BES-LSSVM算法是一种基于秃鹰算法(Bald Eagle Strategy)优化的LSSVM算法。秃鹰算法是一种模拟秃鹰捕食行为的优化算法,它通过模拟秃鹰的搜寻和捕食策略来寻找最优解。BES-LSSVM算法通过应用秃鹰算法来优化LSSVM的参数,从而提高分类性能。
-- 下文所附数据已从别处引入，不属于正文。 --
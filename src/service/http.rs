// Copyright (C) 2026  Caprica Software Limited
//
// This program is free software: you can redistribute it and/or modify
// it under the terms of the GNU General Public License as published by
// the Free Software Foundation, either version 3 of the License, or
// (at your option) any later version.
//
// This program is distributed in the hope that it will be useful,
// but WITHOUT ANY WARRANTY; without even the implied warranty of
// MERCHANTABILITY or FITNESS FOR A PARTICULAR PURPOSE.  See the
// GNU General Public License for more details.
//
// You should have received a copy of the GNU General Public License
// along with this program.  If not, see <https://www.gnu.org/licenses/>.

//! Blocking HTTP implementation of [`LibraryService`].

use std::{path::Path, time::Duration};

use reqwest::blocking::{Client, RequestBuilder, Response, multipart::Form};
use serde::{Deserialize, de::DeserializeOwned};
use serde_json::json;
use tracing::{debug, info};

use crate::{
    model::{
        LibraryStats, Playlist, PlaylistDetail, PlaylistId, Song, SongId, SortField, SortOrder,
        UploadedSong,
    },
    service::{Endpoints, LibraryService, Result, ServiceError},
};

const CONNECT_TIMEOUT: Duration = Duration::from_secs(10);

#[derive(Deserialize)]
struct ErrorBody {
    error: String,
}

#[derive(Deserialize)]
struct CreatedPlaylist {
    playlist_id: PlaylistId,
}

/// Library service client backed by a blocking `reqwest` client.
pub(crate) struct HttpLibraryService {
    http: Client,
    endpoints: Endpoints,
}

impl HttpLibraryService {
    /// Creates a client for the service at `endpoints`.
    ///
    /// # Errors
    ///
    /// Returns an error if the underlying HTTP client cannot be built.
    pub(crate) fn new(endpoints: Endpoints, request_timeout: Duration) -> Result<Self> {
        let http = Client::builder()
            .timeout(request_timeout)
            .connect_timeout(CONNECT_TIMEOUT)
            .user_agent(format!("tunedeck/{}", env!("CARGO_PKG_VERSION")))
            .build()
            .map_err(ServiceError::Request)?;

        Ok(Self { http, endpoints })
    }

    fn send(&self, request: RequestBuilder) -> Result<Response> {
        let response = request.send().map_err(ServiceError::from_transport)?;
        let status = response.status();

        if status.is_success() {
            return Ok(response);
        }

        // Error bodies are `{"error": "..."}`, anything else falls back to the
        // raw text or, failing that, the status reason.
        let text = response.text().unwrap_or_default();
        let message = serde_json::from_str::<ErrorBody>(&text)
            .map(|body| body.error)
            .ok()
            .or_else(|| Some(text.trim().to_string()).filter(|t| !t.is_empty()))
            .unwrap_or_else(|| {
                status
                    .canonical_reason()
                    .unwrap_or("Request failed")
                    .to_string()
            });

        Err(ServiceError::Service {
            status: status.as_u16(),
            message,
        })
    }

    fn fetch<T: DeserializeOwned>(&self, request: RequestBuilder, what: &str) -> Result<T> {
        self.send(request)?
            .json()
            .map_err(|e| ServiceError::Decode(format!("Failed to parse {}: {}", what, e)))
    }
}

impl LibraryService for HttpLibraryService {
    fn library_stats(&self) -> Result<LibraryStats> {
        let url = self.endpoints.library_stats();
        debug!(url = %url, "Fetching library stats");

        self.fetch(self.http.get(&url), "library stats")
    }

    fn list_playlists(&self) -> Result<Vec<Playlist>> {
        let url = self.endpoints.playlists();
        debug!(url = %url, "Fetching playlists");

        self.fetch(self.http.get(&url), "playlists")
    }

    fn create_playlist(&self, name: &str, description: &str) -> Result<PlaylistId> {
        let url = self.endpoints.playlists();
        debug!(url = %url, name, "Creating playlist");

        let body = json!({ "name": name, "description": description });
        let created: CreatedPlaylist =
            self.fetch(self.http.post(&url).json(&body), "created playlist")?;

        info!(playlist_id = %created.playlist_id, name, "Playlist created");

        Ok(created.playlist_id)
    }

    fn get_playlist(&self, id: PlaylistId) -> Result<PlaylistDetail> {
        let url = self.endpoints.playlist(id);
        debug!(url = %url, "Fetching playlist");

        self.fetch(self.http.get(&url), "playlist")
    }

    fn delete_playlist(&self, id: PlaylistId) -> Result<()> {
        let url = self.endpoints.playlist(id);
        debug!(url = %url, "Deleting playlist");

        self.send(self.http.delete(&url))?;
        info!(playlist_id = %id, "Playlist deleted");

        Ok(())
    }

    fn add_song_to_playlist(&self, playlist_id: PlaylistId, song_id: SongId) -> Result<()> {
        let url = self.endpoints.playlist_song(playlist_id, song_id);
        debug!(url = %url, "Adding song to playlist");

        self.send(self.http.post(&url))?;
        info!(playlist_id = %playlist_id, song_id = %song_id, "Song added to playlist");

        Ok(())
    }

    fn remove_song_from_playlist(&self, playlist_id: PlaylistId, song_id: SongId) -> Result<()> {
        let url = self.endpoints.playlist_song(playlist_id, song_id);
        debug!(url = %url, "Removing song from playlist");

        self.send(self.http.delete(&url))?;
        info!(playlist_id = %playlist_id, song_id = %song_id, "Song removed from playlist");

        Ok(())
    }

    fn list_songs(&self, sort: SortField, order: SortOrder) -> Result<Vec<Song>> {
        let url = self.endpoints.songs();
        debug!(url = %url, sort_by = sort.as_param(), "Fetching songs");

        let request = self
            .http
            .get(&url)
            .query(&[("sort_by", sort.as_param()), ("order", order.as_param())]);

        self.fetch(request, "songs")
    }

    fn search_songs(&self, query: &str) -> Result<Vec<Song>> {
        let url = self.endpoints.search();
        debug!(url = %url, query, "Searching songs");

        self.fetch(self.http.get(&url).query(&[("q", query)]), "search results")
    }

    fn upload_song(&self, path: &Path) -> Result<UploadedSong> {
        let url = self.endpoints.upload();
        debug!(url = %url, file = %path.display(), "Uploading song");

        let form = Form::new().file("file", path)?;
        let uploaded: UploadedSong =
            self.fetch(self.http.post(&url).multipart(form), "upload response")?;

        info!(song_id = %uploaded.song_id, file = %path.display(), "Song uploaded");

        Ok(uploaded)
    }

    fn increment_play_count(&self, id: SongId) -> Result<()> {
        let url = self.endpoints.song_play(id);
        debug!(url = %url, "Incrementing play count");

        self.send(self.http.post(&url))?;

        Ok(())
    }

    fn delete_song(&self, id: SongId) -> Result<()> {
        let url = self.endpoints.song(id);
        debug!(url = %url, "Deleting song");

        self.send(self.http.delete(&url))?;
        info!(song_id = %id, "Song deleted");

        Ok(())
    }
}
BES-LSSVM算法的核心思想是通过优化LSSVM的超参数来提高分类准确性。LSSVM算法的超参数包括正则化参数和核函数参数,它们的选择对于算法的性能至关重要。传统的方法通常是通过交叉验证来选择最优的超参数,但这种方法计算复杂度较高且耗时。BES-LSSVM算法通过应用秃鹰算法来自动选择最优的超参数,从而减少了计算复杂度和时间消耗。
BES-LSSVM算法的具体步骤如下:
- 初始化一群秃鹰,并随机生成初始解。
- 根据当前解计算适应度值,并选择适应度最高的秃鹰作为当前最优解。
- 根据当前最优解更新其他秃鹰的位置,并计算新的适应度值。
- 重复步骤2和步骤3,直到达到停止条件(如迭代次数达到设定值)。
- 返回最优解作为LSSVM的超参数。
通过BES-LSSVM算法优化后的LSSVM模型在数据分类任务中具有较高的准确性和鲁棒性。与传统的SVM算法相比,BES-LSSVM算法能够更好地处理大规模数据集,并且在计算复杂度和时间消耗上更加高效。因此,BES-LSSVM算法在实际应用中具有广泛的潜力。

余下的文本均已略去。